Beth Houf is the co-author of Lead Like a PIRATE: Make School Amazing for Your Students and Staff. Beth also serves as a facilitator for the Missouri Department of Elementary and Secondary Education Leadership Academy, providing monthly training to state educational leaders, and is active in her local, state and national principal associations. In her 11 years as principal, she has worked to implement a technology-infused vision among various stakeholders through initiatives including transforming the teacher evaluation program through technology; implementing Fulton Middle School Passionate Learning, a digital innovation focused on personalized learning; and utilizing social media platforms to improve communication with parents and modeling digital citizenship and leadership for students.


Chris Lehmann

@chrislehmann
Science Leadership Academy
Philadelphia, PA

Chris Lehmann is the founding principal and CEO of the Science Leadership Academy, an inquiry-driven, project-based, 1:1 laptop school that is considered to be one of the pioneers of the School 2.0 movement nationally and internationally, and the Science Leadership Academy Schools network, a network of three progressive science and technology schools in Philadelphia. Since the school’s inception in 2006, Chris has focused on fulfilling its vision that technology should be ubiquitous, necessary, and invisible. He has created a Tech Team to manage and maintain the school’s technology, a web portal to allow students to work publicly on school blogs and learning tools, and, overall, an environment that empowers students to leverage technology in new and powerful ways.


Allison Persad

@apersad
The Young Women’s Leadership School of Astoria
Astoria, NY

Allison Persad, principal of The Young Women’s Leadership School (TYWLS) of Astoria, has spent nearly 20 years as a student, teacher, coach, adjunct professor, and now principal of an all-girls public school in New York City.
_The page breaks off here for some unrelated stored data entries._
use std::path::PathBuf;

use anyhow::Result;
use clap::Parser;
use h2ll::commands::{convert_command, ConvertOptions};

/// Convert C headers to LLVM IR function declarations (*.h -> *.ll).
///
/// Each address in the signature file is matched to a function compiled from
/// the header, and emitted as a declaration annotated with `!addr`.
#[derive(Parser, Debug)]
#[command(
    name = "h2ll",
    version,
    about = "Convert C headers to LLVM IR function declarations",
    long_about = None
)]
struct Cli {
    /// C header declaring the functions.
    header: PathBuf,

    /// JSON file with function signatures (address -> {name, sig}).
    #[arg(long, default_value = "sigs.json")]
    sigs: PathBuf,

    /// Output path. Defaults to stdout.
    #[arg(short = 'o', long)]
    output: Option<PathBuf>,

    /// Optional JSON or YAML configuration file.
    #[arg(long)]
    config: Option<PathBuf>,

    /// Compiler executable (overrides config and CLANG_BIN).
    #[arg(long)]
    compiler: Option<PathBuf>,

    /// Fail when two addresses resolve to the same function.
    #[arg(long, default_value_t = false)]
    reject_aliasing: bool,
}

fn main() -> Result<()> {
    env_logger::init();
    let cli = Cli::parse();

    convert_command(&ConvertOptions {
        header: cli.header,
        sigs: cli.sigs,
        output: cli.output,
        config: cli.config,
        compiler: cli.compiler,
        reject_aliasing: cli.reject_aliasing,
    })
}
She is a graduate of St. John’s University educational leadership Doctor of Education Program and holds a master’s degree in Educational Leadership from C.W. Post, as well as bachelor’s and master’s degrees in English from Queens College. Allison sees her role in implementing a shared technology vision in her school as similar to a motherboard: She offers agency and creative freedom to her teachers, students, and staff. In her tenure at TYWLS of Astoria, she has focused on a mission to ensure that all students have access to computer science, implementing a seven-year Software Engineering Program designed to help students think and solve critical problems in creative ways through the use and understanding of technology. In an effort to empower and educate girls through technology, the school became a 1:1 laptop environment that allows for the incorporation of technology in every course throughout the day.